The last Israeli prime minister to try drawing outside the lines was Ehud Olmert, who proposed a map in 2008 giving Palestinians control over 94 percent of the occupied territories and half of Jerusalem, along with a plan for joint custodianship of the holy places. Then-Secretary of State Condoleezza Rice observed that another Israeli prime minister, Yitzhak Rabin, had been assassinated for less.
Olmert lived; the peace process didn't. Olmert's Palestinian negotiating partner, Abu Mazen, never got to “yes.”
Now the Obama administration — or at least Secretary of State John Kerry — is trying to restart peace talks. So far, this has involved a process to produce a formulation that would allow both sides to sit at the same table. If there is a more substantive policy outcome in the works, it has been effectively hidden from everyone but Kerry.

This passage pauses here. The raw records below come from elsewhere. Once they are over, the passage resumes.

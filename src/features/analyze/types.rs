use serde::{Deserialize, Serialize};
use std::path::PathBuf;

/// What to analyze: a local image file uploaded as multipart, or the URL of
/// an image the backend already hosts.
#[derive(Clone, Debug)]
pub enum AnalyzeSource {
    Upload(PathBuf),
    Url(String),
}

/// Draft fields the analysis service proposes for a new post. Everything is
/// optional; the model fills in what it can recognize from the image.
#[derive(Clone, Debug, Default, Serialize, Deserialize)]
pub struct Suggestions {
    #[serde(default)]
    pub title: Option<String>,
    #[serde(default)]
    pub content: Option<String>,
    #[serde(default)]
    pub summary: Option<String>,
    #[serde(default)]
    pub suggested_category: Option<String>,
    #[serde(default)]
    pub keywords: Vec<String>,
    #[serde(default)]
    pub location: Option<LocationSuggestion>,
}

#[derive(Clone, Debug, Default, Serialize, Deserialize)]
pub struct LocationSuggestion {
    #[serde(default)]
    pub name: Option<String>,
    #[serde(default)]
    pub country: Option<String>,
    #[serde(default)]
    pub city: Option<String>,
    #[serde(default)]
    pub latitude: Option<f64>,
    #[serde(default)]
    pub longitude: Option<f64>,
}
use crate::features::auth::types::TokenPair;
use std::fs;
use std::io;
use std::path::{Path, PathBuf};
use tracing::debug;

/// File-backed persistence for the token pair. This is the only durable
/// client-side state; the value is opaque and trusted as-is, with no expiry
/// tracking or encryption.
#[derive(Debug, Clone)]
pub struct TokenStore {
    path: PathBuf,
}

impl TokenStore {
    #[must_use]
    pub fn new(path: impl Into<PathBuf>) -> Self {
        Self { path: path.into() }
    }

    #[must_use]
    pub fn path(&self) -> &Path {
        &self.path
    }

    /// Read the persisted pair. Never errors: a missing, unreadable, or
    /// malformed file is treated as "no stored session".
    #[must_use]
    pub fn load(&self) -> Option<TokenPair> {
        let raw = fs::read_to_string(&self.path).ok()?;

        match serde_json::from_str(&raw) {
            Ok(tokens) => Some(tokens),
            Err(e) => {
                debug!("discarding malformed token file {}: {e}", self.path.display());
                None
            }
        }
    }

    /// Persist the pair, overwriting any prior value. Writes through a
    /// sibling temp file so a crash never leaves a half-written store.
    ///
    /// # Errors
    /// Returns an error if the parent directory cannot be created or the
    /// file cannot be written.
    pub fn save(&self, tokens: &TokenPair) -> io::Result<()> {
        if let Some(parent) = self.path.parent() {
            if !parent.as_os_str().is_empty() {
                fs::create_dir_all(parent)?;
            }
        }

        let raw = serde_json::to_string(tokens)?;
        let tmp = self.path.with_extension("tmp");

        fs::write(&tmp, raw)?;
        fs::rename(&tmp, &self.path)?;

        Ok(())
    }

    /// Remove the persisted pair. A missing file is not an error.
    pub fn clear(&self) {
        if let Err(e) = fs::remove_file(&self.path) {
            if e.kind() != io::ErrorKind::NotFound {
                debug!("failed to remove token file {}: {e}", self.path.display());
            }
        }
    }
}
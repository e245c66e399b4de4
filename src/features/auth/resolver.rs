use crate::api::ApiClient;
use crate::features::auth::client;
use crate::features::auth::types::Profile;
use tracing::{debug, warn};

/// Outcome of exchanging a stored access token for the current identity.
///
/// Keeping `Invalid` and `Unreachable` apart is the point: only a definitive
/// authorization rejection may burn the stored token pair. A network blip or
/// a backend fault leaves the pair in place for a later attempt.
#[derive(Debug)]
pub enum Resolution {
    Authenticated(Profile),
    Invalid,
    Unreachable,
}

/// Resolve an access token with one authorized profile read.
pub async fn resolve(api: &ApiClient, access: &str) -> Resolution {
    match client::fetch_profile(api, access).await {
        Ok(profile) => {
            debug!("session resolved for {}", profile.username);
            Resolution::Authenticated(profile)
        }
        Err(err) if err.is_auth() => {
            debug!("stored token rejected: {err}");
            Resolution::Invalid
        }
        Err(err) => {
            warn!("session resolution failed without an auth verdict: {err}");
            Resolution::Unreachable
        }
    }
}
pub mod client;
pub mod types;

pub use types::{ProfileUpdate, PublicProfile};
pub mod client;
pub mod types;

pub use types::{AnalyzeSource, LocationSuggestion, Suggestions};
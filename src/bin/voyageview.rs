use anyhow::Result;
use voyageview::cli::start;

// Main function
#[tokio::main]
async fn main() -> Result<()> {
    // Start the program
    let (action, globals) = start()?;

    // Handle the action
    action.execute(&globals).await?;

    Ok(())
}
use crate::cli::{actions::Action, commands, dispatch::handler, globals::GlobalArgs, telemetry};
use anyhow::Result;

/// Start the CLI
pub fn start() -> Result<(Action, GlobalArgs)> {
    let matches = commands::new().get_matches();

    let verbosity_level = match matches.get_one::<u8>("verbosity").map_or(0, |&v| v) {
        0 => tracing::Level::ERROR,
        1 => tracing::Level::WARN,
        2 => tracing::Level::INFO,
        3 => tracing::Level::DEBUG,
        _ => tracing::Level::TRACE,
    };

    telemetry::init(verbosity_level)?;

    handler(&matches)
}
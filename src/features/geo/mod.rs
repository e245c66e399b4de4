pub mod client;

pub use client::{reverse_geocode, Geocoder};
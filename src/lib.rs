//! # VoyageView client
//!
//! Native client for the VoyageView travel-blogging REST API: session and
//! token lifecycle, typed endpoint wrappers per feature domain, and the
//! pagination/comment-threading logic shared by every consumer.
//!
//! ## Session model
//!
//! Exactly one [`features::auth::AuthGateway`] exists per running client. It
//! owns the session state machine (`Initializing` → `Unauthenticated` |
//! `Authenticated`), is the only component allowed to mutate it, and exposes
//! read-only snapshots plus the shared authenticated-request helper that
//! injects the bearer token and forces logout on an authorization failure.
//!
//! ## Errors
//!
//! All endpoint wrappers return [`api::ApiError`], which distinguishes
//! transport failures from authorization rejections so that a transient
//! network blip never clears a stored session.

pub mod api;
pub mod cli;
pub mod features;

#[allow(clippy::doc_markdown, clippy::needless_raw_string_hashes)]
pub mod built_info {
    include!(concat!(env!("OUT_DIR"), "/built.rs"));
}

pub const GIT_COMMIT_HASH: &str = match built_info::GIT_COMMIT_HASH {
    Some(hash) => hash,
    None => "unknown",
};

pub const APP_USER_AGENT: &str = concat!(env!("CARGO_PKG_NAME"), "/", env!("CARGO_PKG_VERSION"),);

#[cfg(test)]
mod tests {
    use super::*;

    #[test]
    fn test_user_agent_format() {
        assert!(APP_USER_AGENT.starts_with("voyageview/"));
    }

    #[test]
    fn test_git_commit_hash_format() {
        if GIT_COMMIT_HASH == "unknown" {
            // Acceptable in non-git build environments
            return;
        }

        assert!(GIT_COMMIT_HASH.chars().all(|c| c.is_ascii_hexdigit()));
    }
}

Israelis of various political stripes admire Kerry's dedication but wonder about this timing. Recent Israeli elections were almost exclusively focused on nation-building at home. Israel is in the midst of a tech-led economic boom. Tel Aviv is a cross between Miami Beach and Palo Alto — and feels very distant (though it isn't by miles) from Gaza and the West Bank.
Israel also is protecting its “villa in the jungle” (Ehud Barak's description) more effectively than most thought possible. The vast security wall is ugly but effective. The Iron Dome and other missile defense systems have proved their worth. The result is the best security situation in Israel's history. But it has encouraged an Iron Dome mentality, in which every national problem appears to have a technical solution. Many Israelis seem content to manage conflict rather than resolve it through negotiations.
The arguments for Israel to define its borders through a two-state settlement remain strong. “Given the history and heritage of the Jewish people,” Olmert says, “we can't occupy forever three or four or five million people without equal rights.” An agreement, he argues, would increase Israeli legitimacy, open global markets and make a Jewish state more demographically sustainable.